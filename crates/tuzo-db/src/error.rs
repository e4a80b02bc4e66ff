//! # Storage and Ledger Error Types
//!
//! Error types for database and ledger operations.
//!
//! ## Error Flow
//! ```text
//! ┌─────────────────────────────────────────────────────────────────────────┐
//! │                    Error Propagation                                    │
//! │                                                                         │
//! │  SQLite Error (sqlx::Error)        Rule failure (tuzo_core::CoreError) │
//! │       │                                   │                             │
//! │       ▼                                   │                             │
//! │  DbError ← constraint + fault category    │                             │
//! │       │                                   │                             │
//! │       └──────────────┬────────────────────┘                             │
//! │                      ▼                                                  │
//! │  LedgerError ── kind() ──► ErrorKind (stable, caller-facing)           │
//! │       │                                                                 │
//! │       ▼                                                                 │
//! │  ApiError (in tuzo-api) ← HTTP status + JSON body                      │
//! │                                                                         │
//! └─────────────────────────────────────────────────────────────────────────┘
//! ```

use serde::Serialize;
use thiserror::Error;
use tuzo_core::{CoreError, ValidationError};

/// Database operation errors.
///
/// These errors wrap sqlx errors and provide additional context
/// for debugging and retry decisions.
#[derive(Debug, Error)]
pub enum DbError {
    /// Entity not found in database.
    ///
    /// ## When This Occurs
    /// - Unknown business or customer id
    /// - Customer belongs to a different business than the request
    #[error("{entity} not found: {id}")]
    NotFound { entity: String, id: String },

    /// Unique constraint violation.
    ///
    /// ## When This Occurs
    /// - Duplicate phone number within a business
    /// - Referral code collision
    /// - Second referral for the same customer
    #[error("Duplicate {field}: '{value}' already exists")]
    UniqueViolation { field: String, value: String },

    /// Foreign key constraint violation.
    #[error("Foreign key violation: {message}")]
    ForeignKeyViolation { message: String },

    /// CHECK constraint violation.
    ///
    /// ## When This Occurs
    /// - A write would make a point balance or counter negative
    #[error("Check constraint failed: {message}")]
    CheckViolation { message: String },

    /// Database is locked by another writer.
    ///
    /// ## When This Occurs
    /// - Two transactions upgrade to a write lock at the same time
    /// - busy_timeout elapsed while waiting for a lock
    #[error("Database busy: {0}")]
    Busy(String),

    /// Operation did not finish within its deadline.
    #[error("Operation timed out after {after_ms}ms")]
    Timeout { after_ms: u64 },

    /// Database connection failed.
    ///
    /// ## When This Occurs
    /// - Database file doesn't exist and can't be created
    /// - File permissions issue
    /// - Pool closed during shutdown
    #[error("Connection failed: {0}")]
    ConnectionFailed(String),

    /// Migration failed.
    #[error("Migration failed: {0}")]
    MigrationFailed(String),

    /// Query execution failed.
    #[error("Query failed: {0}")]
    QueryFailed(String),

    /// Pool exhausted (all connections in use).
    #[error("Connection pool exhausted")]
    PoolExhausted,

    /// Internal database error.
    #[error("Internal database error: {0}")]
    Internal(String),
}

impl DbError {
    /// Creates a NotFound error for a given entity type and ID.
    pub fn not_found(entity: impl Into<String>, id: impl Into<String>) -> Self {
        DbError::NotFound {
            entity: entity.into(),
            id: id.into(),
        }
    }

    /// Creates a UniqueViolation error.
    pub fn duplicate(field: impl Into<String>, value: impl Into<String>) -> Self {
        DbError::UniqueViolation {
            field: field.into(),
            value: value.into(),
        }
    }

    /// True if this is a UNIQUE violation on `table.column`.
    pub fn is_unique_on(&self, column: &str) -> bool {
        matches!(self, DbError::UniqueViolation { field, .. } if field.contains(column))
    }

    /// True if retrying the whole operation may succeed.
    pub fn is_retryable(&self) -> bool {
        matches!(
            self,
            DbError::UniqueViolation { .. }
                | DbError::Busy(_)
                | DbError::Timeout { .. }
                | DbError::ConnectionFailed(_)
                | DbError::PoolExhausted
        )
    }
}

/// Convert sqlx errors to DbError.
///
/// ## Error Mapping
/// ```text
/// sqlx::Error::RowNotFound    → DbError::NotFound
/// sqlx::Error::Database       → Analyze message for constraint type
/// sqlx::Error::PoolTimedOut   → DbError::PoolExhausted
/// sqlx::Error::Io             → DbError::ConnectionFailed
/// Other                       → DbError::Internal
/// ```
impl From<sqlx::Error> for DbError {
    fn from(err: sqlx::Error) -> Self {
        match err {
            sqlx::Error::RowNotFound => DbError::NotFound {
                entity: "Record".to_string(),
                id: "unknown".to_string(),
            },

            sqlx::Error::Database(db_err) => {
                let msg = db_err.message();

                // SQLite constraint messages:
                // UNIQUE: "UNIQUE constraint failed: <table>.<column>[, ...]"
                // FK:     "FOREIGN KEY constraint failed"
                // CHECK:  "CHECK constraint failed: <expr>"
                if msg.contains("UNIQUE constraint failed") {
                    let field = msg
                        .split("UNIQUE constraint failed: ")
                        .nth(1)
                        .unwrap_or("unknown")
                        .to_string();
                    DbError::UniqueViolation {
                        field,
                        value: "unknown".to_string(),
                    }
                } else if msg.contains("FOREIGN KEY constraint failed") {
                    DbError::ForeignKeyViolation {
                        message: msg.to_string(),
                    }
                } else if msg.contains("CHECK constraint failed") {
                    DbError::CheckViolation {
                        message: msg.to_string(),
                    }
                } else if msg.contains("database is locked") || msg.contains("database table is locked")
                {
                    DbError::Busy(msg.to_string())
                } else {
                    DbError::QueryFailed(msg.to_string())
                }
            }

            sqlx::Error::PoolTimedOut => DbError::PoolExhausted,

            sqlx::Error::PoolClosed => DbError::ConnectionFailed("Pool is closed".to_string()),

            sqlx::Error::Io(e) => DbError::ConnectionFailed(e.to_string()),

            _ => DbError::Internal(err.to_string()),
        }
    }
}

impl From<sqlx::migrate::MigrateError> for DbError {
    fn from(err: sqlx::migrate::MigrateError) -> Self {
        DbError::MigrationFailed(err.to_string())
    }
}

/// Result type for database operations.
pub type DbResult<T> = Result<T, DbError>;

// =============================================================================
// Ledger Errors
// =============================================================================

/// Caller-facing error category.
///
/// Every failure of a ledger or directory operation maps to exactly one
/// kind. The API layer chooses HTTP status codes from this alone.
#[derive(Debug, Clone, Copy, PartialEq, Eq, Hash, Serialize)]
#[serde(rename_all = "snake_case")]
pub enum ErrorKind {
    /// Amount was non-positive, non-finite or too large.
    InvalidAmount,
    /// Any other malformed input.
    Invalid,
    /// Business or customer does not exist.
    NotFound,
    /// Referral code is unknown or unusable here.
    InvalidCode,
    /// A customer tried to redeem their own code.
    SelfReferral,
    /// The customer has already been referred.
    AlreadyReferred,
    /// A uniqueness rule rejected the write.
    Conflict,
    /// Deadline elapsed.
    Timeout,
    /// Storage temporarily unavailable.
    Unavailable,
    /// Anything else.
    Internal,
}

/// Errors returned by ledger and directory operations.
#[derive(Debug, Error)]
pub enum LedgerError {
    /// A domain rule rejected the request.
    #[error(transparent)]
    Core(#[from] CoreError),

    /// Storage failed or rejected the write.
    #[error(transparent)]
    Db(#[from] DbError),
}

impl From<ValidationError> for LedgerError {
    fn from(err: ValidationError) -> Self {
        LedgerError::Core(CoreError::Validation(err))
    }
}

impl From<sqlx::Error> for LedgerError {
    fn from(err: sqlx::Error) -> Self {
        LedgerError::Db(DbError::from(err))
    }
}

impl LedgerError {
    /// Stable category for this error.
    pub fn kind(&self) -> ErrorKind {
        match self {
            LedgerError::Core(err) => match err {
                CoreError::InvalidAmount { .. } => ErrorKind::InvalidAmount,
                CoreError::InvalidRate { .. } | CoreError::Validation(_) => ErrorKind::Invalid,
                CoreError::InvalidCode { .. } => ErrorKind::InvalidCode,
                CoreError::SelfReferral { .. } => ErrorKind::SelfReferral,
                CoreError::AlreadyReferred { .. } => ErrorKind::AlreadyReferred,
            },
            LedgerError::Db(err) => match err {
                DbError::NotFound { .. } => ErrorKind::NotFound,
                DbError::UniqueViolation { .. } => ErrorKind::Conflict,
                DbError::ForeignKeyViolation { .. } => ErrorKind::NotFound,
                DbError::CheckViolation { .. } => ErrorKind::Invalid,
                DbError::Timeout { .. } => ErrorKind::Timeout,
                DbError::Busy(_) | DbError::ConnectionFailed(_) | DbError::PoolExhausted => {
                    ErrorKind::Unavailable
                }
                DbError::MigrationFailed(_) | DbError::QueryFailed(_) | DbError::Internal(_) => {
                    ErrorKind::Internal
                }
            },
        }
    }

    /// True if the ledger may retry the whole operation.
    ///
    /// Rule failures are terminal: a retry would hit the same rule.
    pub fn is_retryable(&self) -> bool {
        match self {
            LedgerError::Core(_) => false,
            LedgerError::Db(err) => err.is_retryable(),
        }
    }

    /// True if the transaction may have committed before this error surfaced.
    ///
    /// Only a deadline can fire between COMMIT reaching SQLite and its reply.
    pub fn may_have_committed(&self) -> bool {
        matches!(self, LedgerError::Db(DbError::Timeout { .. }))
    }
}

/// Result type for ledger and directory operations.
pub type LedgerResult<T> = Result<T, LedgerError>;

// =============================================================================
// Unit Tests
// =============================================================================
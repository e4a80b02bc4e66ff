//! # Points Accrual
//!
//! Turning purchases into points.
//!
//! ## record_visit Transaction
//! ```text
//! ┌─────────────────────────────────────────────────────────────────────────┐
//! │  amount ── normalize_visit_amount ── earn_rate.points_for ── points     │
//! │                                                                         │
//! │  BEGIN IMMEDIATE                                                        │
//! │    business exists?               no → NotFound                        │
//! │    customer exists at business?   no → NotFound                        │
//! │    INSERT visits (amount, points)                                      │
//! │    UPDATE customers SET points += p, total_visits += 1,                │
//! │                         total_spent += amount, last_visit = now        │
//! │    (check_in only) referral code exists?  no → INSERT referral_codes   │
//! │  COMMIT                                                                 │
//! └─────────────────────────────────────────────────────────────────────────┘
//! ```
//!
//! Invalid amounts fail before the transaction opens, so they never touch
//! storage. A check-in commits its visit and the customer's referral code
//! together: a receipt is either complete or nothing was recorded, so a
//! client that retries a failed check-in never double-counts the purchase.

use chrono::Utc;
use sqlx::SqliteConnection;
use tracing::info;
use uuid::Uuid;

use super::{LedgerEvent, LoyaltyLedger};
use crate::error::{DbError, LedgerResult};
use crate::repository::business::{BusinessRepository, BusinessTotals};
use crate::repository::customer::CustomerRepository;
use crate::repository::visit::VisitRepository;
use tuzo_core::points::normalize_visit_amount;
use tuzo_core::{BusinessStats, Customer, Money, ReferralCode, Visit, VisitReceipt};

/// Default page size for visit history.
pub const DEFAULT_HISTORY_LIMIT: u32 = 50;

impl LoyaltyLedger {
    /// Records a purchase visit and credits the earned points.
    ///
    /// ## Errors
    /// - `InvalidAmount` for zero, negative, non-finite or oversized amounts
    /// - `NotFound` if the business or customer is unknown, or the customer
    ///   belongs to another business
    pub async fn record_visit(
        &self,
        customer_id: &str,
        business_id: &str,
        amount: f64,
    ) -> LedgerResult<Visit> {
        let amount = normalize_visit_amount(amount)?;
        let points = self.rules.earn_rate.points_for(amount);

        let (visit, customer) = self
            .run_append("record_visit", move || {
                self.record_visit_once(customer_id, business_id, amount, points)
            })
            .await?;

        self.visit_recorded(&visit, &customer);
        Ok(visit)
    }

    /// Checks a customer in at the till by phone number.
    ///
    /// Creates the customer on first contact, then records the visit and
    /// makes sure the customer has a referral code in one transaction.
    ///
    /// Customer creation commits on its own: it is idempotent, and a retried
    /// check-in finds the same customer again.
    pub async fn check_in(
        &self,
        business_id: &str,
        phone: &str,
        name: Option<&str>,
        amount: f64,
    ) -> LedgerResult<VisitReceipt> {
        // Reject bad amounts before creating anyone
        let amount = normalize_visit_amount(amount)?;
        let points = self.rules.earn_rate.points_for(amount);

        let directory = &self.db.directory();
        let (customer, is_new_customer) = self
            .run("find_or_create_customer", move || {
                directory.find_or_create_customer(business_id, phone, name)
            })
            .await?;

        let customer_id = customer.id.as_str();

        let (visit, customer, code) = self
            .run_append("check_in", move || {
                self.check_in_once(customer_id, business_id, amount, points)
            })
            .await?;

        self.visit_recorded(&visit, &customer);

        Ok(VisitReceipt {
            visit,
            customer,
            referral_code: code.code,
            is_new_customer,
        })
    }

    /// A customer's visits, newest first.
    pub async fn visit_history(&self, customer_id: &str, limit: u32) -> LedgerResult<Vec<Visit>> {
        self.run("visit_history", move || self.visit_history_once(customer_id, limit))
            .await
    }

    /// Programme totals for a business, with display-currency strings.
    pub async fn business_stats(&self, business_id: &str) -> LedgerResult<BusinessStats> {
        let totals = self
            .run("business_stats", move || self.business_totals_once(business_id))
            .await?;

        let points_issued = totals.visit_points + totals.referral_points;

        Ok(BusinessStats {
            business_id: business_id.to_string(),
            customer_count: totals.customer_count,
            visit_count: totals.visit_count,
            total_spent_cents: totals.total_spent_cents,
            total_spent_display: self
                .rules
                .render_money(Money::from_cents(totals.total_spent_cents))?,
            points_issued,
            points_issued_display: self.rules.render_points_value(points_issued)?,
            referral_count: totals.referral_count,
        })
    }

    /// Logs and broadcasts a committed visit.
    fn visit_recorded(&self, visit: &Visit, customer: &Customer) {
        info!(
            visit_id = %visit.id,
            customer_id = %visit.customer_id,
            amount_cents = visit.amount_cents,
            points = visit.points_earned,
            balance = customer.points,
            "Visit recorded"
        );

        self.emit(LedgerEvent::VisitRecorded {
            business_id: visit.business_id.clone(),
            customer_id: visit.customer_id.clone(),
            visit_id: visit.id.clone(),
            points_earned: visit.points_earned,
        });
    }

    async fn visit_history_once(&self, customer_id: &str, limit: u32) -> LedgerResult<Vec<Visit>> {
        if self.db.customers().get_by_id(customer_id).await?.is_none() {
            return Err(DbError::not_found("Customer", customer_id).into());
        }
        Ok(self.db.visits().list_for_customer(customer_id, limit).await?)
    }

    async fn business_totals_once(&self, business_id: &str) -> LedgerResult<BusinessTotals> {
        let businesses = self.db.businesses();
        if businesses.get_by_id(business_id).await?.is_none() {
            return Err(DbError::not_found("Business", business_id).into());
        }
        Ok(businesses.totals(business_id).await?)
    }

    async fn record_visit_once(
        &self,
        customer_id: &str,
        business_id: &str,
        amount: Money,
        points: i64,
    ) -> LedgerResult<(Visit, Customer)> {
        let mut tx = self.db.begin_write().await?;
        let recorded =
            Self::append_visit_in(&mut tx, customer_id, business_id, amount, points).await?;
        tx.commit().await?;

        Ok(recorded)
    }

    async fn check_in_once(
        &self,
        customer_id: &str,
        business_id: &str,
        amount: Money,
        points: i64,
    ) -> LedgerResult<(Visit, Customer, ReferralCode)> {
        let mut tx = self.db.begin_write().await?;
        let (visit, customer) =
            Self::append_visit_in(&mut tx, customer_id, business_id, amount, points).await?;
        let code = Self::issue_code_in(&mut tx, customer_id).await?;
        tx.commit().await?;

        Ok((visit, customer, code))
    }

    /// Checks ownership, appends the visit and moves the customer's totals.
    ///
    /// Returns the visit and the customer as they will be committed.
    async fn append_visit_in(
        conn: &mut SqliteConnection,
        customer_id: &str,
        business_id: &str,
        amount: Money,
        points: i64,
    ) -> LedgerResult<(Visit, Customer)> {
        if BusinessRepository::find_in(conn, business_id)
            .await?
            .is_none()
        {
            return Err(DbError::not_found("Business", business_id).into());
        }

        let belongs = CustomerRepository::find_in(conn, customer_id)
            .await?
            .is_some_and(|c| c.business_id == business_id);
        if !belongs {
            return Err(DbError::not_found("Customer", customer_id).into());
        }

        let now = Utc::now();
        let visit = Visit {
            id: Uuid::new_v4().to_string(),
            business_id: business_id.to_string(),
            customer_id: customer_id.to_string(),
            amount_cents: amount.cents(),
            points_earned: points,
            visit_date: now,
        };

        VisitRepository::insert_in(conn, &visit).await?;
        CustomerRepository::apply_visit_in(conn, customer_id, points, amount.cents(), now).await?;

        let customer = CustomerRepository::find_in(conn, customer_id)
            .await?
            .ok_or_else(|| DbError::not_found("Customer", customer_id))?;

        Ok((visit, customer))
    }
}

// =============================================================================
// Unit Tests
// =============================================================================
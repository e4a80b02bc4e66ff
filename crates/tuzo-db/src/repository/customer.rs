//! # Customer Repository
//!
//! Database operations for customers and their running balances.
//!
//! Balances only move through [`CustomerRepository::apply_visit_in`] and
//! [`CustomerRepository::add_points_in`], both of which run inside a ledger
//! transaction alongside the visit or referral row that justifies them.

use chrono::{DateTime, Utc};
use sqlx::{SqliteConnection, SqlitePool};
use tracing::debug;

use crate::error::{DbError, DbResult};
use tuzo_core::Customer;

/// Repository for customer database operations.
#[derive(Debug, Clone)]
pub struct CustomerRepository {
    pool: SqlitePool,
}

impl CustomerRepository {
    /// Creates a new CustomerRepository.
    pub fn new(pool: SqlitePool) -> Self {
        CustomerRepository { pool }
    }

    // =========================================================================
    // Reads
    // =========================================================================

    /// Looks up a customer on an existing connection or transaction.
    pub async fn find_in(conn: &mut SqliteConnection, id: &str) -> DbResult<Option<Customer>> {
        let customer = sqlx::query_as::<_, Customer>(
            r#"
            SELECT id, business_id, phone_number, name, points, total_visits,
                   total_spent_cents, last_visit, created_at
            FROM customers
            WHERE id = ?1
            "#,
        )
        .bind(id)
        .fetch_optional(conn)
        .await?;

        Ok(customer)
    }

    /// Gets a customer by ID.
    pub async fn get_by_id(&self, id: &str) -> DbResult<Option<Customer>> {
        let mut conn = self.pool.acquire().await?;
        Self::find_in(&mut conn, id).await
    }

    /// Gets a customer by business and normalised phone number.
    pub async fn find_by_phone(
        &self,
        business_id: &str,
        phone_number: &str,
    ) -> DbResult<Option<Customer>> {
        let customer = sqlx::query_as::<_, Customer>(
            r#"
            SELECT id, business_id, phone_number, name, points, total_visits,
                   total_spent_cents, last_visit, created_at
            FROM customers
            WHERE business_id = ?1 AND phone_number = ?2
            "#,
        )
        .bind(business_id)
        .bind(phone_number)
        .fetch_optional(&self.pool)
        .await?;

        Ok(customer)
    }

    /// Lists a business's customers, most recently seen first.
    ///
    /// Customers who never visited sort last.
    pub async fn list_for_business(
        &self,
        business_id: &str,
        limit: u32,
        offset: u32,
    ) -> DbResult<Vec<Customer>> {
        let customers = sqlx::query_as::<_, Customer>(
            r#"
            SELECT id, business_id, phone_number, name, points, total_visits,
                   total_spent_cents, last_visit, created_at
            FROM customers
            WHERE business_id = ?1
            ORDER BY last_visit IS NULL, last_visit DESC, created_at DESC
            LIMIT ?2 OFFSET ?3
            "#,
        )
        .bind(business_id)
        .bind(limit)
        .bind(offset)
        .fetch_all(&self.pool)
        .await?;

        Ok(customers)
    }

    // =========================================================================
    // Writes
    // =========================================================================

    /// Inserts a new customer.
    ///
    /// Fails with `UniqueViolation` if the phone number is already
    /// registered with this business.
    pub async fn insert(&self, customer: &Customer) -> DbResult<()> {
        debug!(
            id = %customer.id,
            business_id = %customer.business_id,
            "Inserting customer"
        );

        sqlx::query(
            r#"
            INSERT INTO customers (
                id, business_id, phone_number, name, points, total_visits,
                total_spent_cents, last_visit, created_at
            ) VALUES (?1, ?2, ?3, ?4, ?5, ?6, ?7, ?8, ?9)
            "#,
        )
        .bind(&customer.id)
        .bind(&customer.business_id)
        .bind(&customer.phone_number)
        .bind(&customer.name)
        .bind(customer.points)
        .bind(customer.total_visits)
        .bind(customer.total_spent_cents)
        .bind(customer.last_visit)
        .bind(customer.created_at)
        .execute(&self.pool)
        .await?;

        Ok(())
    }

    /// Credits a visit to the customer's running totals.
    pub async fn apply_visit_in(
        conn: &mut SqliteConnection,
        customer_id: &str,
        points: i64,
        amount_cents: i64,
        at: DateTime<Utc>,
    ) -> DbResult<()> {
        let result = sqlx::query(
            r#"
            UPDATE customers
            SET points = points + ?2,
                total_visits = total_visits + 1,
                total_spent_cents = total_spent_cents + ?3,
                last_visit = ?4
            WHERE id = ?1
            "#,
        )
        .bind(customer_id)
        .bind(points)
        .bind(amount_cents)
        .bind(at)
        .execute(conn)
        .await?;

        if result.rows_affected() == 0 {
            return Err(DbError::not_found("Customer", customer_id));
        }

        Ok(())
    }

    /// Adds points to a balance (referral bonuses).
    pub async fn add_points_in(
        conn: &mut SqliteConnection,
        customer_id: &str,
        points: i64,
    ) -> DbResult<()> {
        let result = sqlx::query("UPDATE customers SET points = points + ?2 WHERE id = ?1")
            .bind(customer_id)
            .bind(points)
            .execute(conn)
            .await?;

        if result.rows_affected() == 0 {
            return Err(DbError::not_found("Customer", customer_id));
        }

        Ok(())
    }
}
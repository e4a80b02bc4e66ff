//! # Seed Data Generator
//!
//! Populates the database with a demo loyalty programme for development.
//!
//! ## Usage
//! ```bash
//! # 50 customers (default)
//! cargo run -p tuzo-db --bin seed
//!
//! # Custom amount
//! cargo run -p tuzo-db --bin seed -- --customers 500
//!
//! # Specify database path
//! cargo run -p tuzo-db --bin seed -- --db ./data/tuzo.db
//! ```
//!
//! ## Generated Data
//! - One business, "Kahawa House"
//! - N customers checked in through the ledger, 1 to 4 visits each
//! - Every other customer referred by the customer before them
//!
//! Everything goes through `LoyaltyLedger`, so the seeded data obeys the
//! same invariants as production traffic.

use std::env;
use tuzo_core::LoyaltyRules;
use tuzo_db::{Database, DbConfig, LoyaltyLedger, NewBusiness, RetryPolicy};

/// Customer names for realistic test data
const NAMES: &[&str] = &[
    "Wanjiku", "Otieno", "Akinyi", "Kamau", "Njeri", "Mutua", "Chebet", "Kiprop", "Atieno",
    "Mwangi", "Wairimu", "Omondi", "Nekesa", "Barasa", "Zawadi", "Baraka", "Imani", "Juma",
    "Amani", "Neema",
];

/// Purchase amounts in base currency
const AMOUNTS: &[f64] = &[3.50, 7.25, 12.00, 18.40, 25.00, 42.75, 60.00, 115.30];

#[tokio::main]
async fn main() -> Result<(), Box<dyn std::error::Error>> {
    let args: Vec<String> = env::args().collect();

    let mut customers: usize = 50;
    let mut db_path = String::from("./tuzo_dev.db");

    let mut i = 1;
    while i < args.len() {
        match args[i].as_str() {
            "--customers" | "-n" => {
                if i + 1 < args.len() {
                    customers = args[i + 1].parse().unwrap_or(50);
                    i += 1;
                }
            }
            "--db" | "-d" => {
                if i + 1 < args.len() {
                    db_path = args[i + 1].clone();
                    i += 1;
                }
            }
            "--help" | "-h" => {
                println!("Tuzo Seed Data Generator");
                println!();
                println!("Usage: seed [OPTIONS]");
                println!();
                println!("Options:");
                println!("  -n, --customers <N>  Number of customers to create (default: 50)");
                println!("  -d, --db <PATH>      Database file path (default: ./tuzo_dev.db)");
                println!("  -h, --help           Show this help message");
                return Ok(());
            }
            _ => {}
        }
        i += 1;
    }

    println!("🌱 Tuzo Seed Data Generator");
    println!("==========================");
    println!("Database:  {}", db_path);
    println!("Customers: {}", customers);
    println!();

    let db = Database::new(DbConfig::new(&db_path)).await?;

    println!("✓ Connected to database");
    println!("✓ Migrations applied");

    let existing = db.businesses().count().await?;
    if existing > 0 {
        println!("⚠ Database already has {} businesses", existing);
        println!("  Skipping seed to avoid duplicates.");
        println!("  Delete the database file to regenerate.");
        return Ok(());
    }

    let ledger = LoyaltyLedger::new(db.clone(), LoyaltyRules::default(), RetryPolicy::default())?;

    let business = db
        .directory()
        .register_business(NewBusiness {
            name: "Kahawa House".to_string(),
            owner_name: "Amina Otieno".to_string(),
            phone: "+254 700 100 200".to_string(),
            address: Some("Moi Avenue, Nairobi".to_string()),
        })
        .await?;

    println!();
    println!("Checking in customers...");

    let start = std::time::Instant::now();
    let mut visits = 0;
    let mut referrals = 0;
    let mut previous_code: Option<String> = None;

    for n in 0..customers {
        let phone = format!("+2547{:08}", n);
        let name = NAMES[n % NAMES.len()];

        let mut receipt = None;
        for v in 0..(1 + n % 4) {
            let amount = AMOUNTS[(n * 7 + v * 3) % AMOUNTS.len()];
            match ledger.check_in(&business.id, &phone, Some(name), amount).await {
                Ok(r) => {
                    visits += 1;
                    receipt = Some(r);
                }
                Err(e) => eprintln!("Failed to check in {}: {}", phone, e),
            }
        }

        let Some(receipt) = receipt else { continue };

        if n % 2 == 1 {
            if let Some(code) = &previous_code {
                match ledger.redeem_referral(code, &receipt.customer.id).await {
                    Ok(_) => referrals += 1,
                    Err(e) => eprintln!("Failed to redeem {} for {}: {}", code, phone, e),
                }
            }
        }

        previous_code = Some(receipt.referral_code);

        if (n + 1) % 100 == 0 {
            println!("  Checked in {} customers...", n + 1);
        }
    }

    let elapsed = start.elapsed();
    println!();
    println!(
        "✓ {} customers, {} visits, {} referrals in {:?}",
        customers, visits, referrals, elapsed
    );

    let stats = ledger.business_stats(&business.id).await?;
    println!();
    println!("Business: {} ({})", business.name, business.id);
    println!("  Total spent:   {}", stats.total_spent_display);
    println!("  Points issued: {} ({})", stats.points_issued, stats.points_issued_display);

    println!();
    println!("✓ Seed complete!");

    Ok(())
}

-.-.-

## Task brief
Determine how many lines in the records include the string "would". Only that number should be given.

## Result
2